## Exercise directions
The records that follow are to be transcribed exactly.

╔══

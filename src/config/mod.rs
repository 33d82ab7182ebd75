pub mod defs;
pub mod run;
pub mod contamination;
pub mod mapping;
pub mod runner;
pub mod workflow;

use crate::config::run::RunConfiguration;
use workflow::Workflow;

/// Builds the full run: the contamination gate first, so nothing is mapped
/// for a library that fails it, then the mapping stage.
pub fn build_workflow(config: &RunConfiguration, with_contamination: bool) -> Workflow {
    let mut workflow = Workflow::from_config(config);
    if with_contamination {
        contamination::lib_contamination(&mut workflow, config);
    }
    mapping::reads_mapping(&mut workflow, config);
    workflow
}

╚══

## Written solution
filename src/config/mod.rs
repository 33d82ab7182ebd75
pub mod defs;
pub mod run;
pub mod contamination;
pub mod mapping;
pub mod runner;
pub mod workflow;

use crate::config::run::RunConfiguration;
use workflow::Workflow;

/// Builds the full run: the contamination gate first, so nothing is mapped
/// for a library that fails it, then the mapping stage.
pub fn build_workflow(config: &RunConfiguration, with_contamination: bool) -> Workflow {
    let mut workflow = Workflow::from_config(config);
    if with_contamination {
        contamination::lib_contamination(&mut workflow, config);
    }
    mapping::reads_mapping(&mut workflow, config);
    workflow
}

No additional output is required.